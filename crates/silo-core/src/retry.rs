//! Bounded, capped-exponential retry backoff with deterministic jitter.
//!
//! Resolves `SPEC_FULL.md`'s Open Question #1 (directory-refresh retry
//! backoff schedule) with a concrete, testable policy rather than a
//! bare tunable.
//!
//! Grounded in the teacher's `governance::retry::adaptive::compute`
//! jitter discipline: a deterministic SplitMix64 mix rather than a
//! `rand`-seeded source, so retries are reproducible under test — the
//! teacher's own stated reason for the same choice. This is a plain
//! capped exponential schedule rather than the teacher's RTT/backlog-
//! adaptive one: spec.md only calls for "retry after refreshing
//! membership", not congestion-aware pacing, so the adaptive inputs
//! (backlog, RTT) would have no caller to supply them.

use std::time::Duration;

use serde::{Deserialize, Serialize};

/// Capped exponential backoff: `base_delay_ms * 2^attempt`, clamped to
/// `max_delay_ms`, with deterministic jitter applied on top.
#[derive(Clone, Copy, Debug, Serialize, Deserialize)]
#[serde(rename_all = "snake_case")]
pub struct RetryPolicy {
    pub base_delay_ms: u64,
    pub max_delay_ms: u64,
    pub max_attempts: u32,
}

impl RetryPolicy {
    /// Backoff duration before retry attempt `attempt` (1-based).
    /// `salt` varies the deterministic jitter across call sites that
    /// land on the same attempt number and base delay, so concurrent
    /// retries for different grains don't all wake up in lockstep.
    pub fn backoff_for(&self, attempt: u32, salt: u64) -> Duration {
        let shift = attempt.min(20);
        let exp_ms = self.base_delay_ms.saturating_mul(1u64 << shift);
        let capped_ms = exp_ms.clamp(self.base_delay_ms, self.max_delay_ms);
        let jitter = jitter_factor(salt ^ attempt as u64);
        Duration::from_millis(((capped_ms as f64) * jitter) as u64)
    }
}

impl Default for RetryPolicy {
    fn default() -> Self {
        Self {
            base_delay_ms: 50,
            max_delay_ms: 2_000,
            max_attempts: 5,
        }
    }
}

const JITTER_RANGE: f64 = 0.2;

fn jitter_factor(seed: u64) -> f64 {
    let mixed = mix64(seed);
    let mantissa = (mixed >> 11) as f64;
    let unit = mantissa / ((1u64 << 53) as f64);
    1.0 + (unit * 2.0 - 1.0) * JITTER_RANGE
}

fn mix64(mut x: u64) -> u64 {
    x = x.wrapping_add(0x9E37_79B9_7F4A_7C15);
    x = (x ^ (x >> 30)).wrapping_mul(0xBF58_476D_1CE4_E5B9);
    x = (x ^ (x >> 27)).wrapping_mul(0x94D0_49BB_1331_11EB);
    x ^ (x >> 31)
}

#[cfg(test)]
mod tests {
    use super::*;

    #[test]
    fn backoff_grows_then_saturates_at_max_delay() {
        let policy = RetryPolicy {
            base_delay_ms: 10,
            max_delay_ms: 100,
            max_attempts: 5,
        };
        let early = policy.backoff_for(1, 0);
        let late = policy.backoff_for(10, 0);
        assert!(early.as_millis() <= 25);
        assert!(late.as_millis() <= 120);
    }

    #[test]
    fn jitter_is_deterministic_for_the_same_inputs() {
        let policy = RetryPolicy::default();
        assert_eq!(policy.backoff_for(2, 7), policy.backoff_for(2, 7));
    }

    #[test]
    fn different_salts_diverge() {
        let policy = RetryPolicy::default();
        assert_ne!(policy.backoff_for(2, 7), policy.backoff_for(2, 8));
    }
}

● Instructions to follow
The lines holding the string "teacher" are what is needed from the material above.

● Written answer
//! Grounded in the teacher's `governance::retry::adaptive::compute`
//! teacher's own stated reason for the same choice. This is a plain
//! capped exponential schedule rather than the teacher's RTT/backlog-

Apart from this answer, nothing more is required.